Obat dapat diubah dalam system saluran cerna menjadi berbagai bentuk
yang menjadikannya kurang atau lebih lambat tersedia untuk diabsorpsi.
Perubahan ini mungkin disebabkan oleh penggabungan atau berikatannya obat-
obat dengan beberapa bahan lain yang mungkin berupa suatu unsure yang normal
dari system saluran cerna atau suatu bahan makanan atau bahan obat lain. (Ansel,
1989)
Dalam bidang farmasi, penentuan kecepatan pelarutan suatu zat perlu
dilakukan karena kecepatan pelarutan suatu zat aktif dapat dilakukan pada
beberapa tahap pembuatan sediaan obat yaitu : tahap preformulasi, tahap
formulasi, dan tahap produksi (Effendi, 2005).
Analisis kecepatan disolusi zat aktif dari sediaannya merupakan analisis
yang penting dalam pengujian mutu untuk sediaan-sediaan obat. Analisis disolusi
telah masuk persyaratan wajib USP untuk persyaratan tablet dan kapsul, sejak
tahun 1960. Berbagai studi telah berhasil dalam korelasi disolusi invivo dengan
disolusi invitro. Namun, disolusi bukan merupakan suatu peramal koefisien terapi,
tetapi disolusi lebih merupakan parameter mutu yang dapat memberikan informasi
berharga tentang ketersediaan hayati dari suatu produk (Voigt, 1995).
Pengembangan dan penggunaan uji disolusi invitro untuk mengevaluasi
dan menggambarkan disolusi dan absorbsi invitro bertujuan : (Ansel, 1989).
a. Untuk mengetahui kepentingan bahwa sifat-sifat fisikokimia yang ada dalam
model disolusi dapat berarti atau berpengaruh dalam proses invivo apabila
dikembangkan suatu model yang berhasil meniru situasi invivo
b. Untuk menyaring zat aktif penting dikaitkan dengan formulasinya dengan sifat
disolusi dan absorbsinya sesuai.
c. Sistem uji disolusi invitro dapat digunakan sebagai prosedur pengendalian
mutu untuk produk akhir.
d. Menjamin kesetaraan hayati (bioekivalen) dari batch yang berbeda dari bentuk
sediaan solid apabila korelasi antara sifat disolusi dan ketersdiaan hayati telah
ditetapkan.
e. Metode yang baik sekali dan handal untuk memantau proses formulasi dan
manufaktur.
f. Penetapan kecepatan disolusi intrinsik berguna untuk mengetahui sifat disolusi
zat aktif yang baru.
g.
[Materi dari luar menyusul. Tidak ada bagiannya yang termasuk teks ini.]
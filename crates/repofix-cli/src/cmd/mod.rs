pub mod ci;
pub mod doctor;
pub mod fix;
pub mod matrix;
pub mod scan;
pub mod smoke;
pub mod stubs;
Agar sistem disolusi invitro bernilai maka system harus meniru secara dekat
sistem invivo sampai tingkat invitro-invivo yang konsisten tercapai. Oleh
karena itu keuntungan dalam biaya, tenaga kerja, kemudahan dapat diberikan
dengan penggunaan sistem
Disolusi dapat terjadi langsung pada permukaan tablet, dari granul-granul
bilamana tablet telah pecah atau dari partikel-partikel halus bilamana granul-
granul telah pecah. Pada tablet yang tidak berdesintegrasi, kecepatan disolusinya
ditentukan oleh proses disolusi dan difusi. Namun demikian, bagi tablet yang
berdesintegrasi, profil disolusinya dapat menjadi sangat berbeda tergantung dari
apakah desintegrasi atau disolusinya yang menjadi penentu kecepatan (Ansel,
1989)
2.1.5 Prinsip Kerja Alat Disolusi
Prinsip kerja alat disolusi dapat dilakukan dengan 2 cara yaitu (Depkes,
1995) :
1. Alat terdiri dari sebuah wadah tertutup yang terbuat dari kaca atau bahan
transparan yang inert, suatu batang logam yang digerakkan oleh motor dan
keranjang yang berbentuk silinder dan dipanaskan dengan tangas air pada suhu
370C.
2. Alat yang digunakan adalah dayung yang terdiri dari daun dan batang
sebagai pengaduk. Batang berada pada posisi sedemikian sehingga sumbunya
tidak lebih dari 2 mm pada setiap titik dari sumbu vertikel wadah dan berputar
dengan halus tanpa goyangan yang berarti.
2.2 Uraian Bahan
1. Alkohol (Depkes, 1979; Rowe, 2009)
Nama Resmi : AETHANOLUM
Nama Lain : Alkohol, etanol, ethyl alkohol
Rumus Molekul : C2H5OH
Berat Molekul : 46.07 gr/mol
Rumus Struktur :

Pemerian : Cairan tak berwarna, jernih, mudah menguap dan


mudah bergerak, bau khas, rasa panas, mudah
terbakar dan memberikan nyala biru yang tidak
berasap.
Kelarutan : Sangat mudah larut dalam air, dalam kloroform P
dan dalam eter P.
Khasiat : Antiseptik (menghambat pertumbuhan bakteri pada
jaringan hidup), desinfektan (membunuh atau
menghambat pertumbuhan bakteri pada jaringan
mati).
Kegunaan : Sebagai pensteril mikroorganisme pada alat.
Penyimpanan : Dalam wadah tertutup baik, terhindar dari cahaya,
ditempat sejuk jauh dari nyala api.
2. Air suling (Depkes, 1995; Rowe, 2009)
Nama resmi : Aqua Destillata
Nama Lain : Air suling, Aquadest
Rumus Molekul : H2O
Berat molekul : 18,02 gr/mol
Rumus Struktur :

Pemerian : Cairan jernih, tidak berwarna, tidak berbau dan


tidak mempunyai rasa
Khasiat : Pelarut
Kegunaan : Sebagai medium
Penyimpanan : Dalam wadah tertutup baik
3. Fenolftalein (Depkes, 1979; Pubchem, 2015)
Nama Resmi : Phenolftalein
Nama Lain : Fenolftalein
Rumus Molekul : C20H14O4
Berat Molekul : 318,32 gr/mol
Rumus Struktur :

Pemerian : Serbuk hablur putih, putih atau kekuningan.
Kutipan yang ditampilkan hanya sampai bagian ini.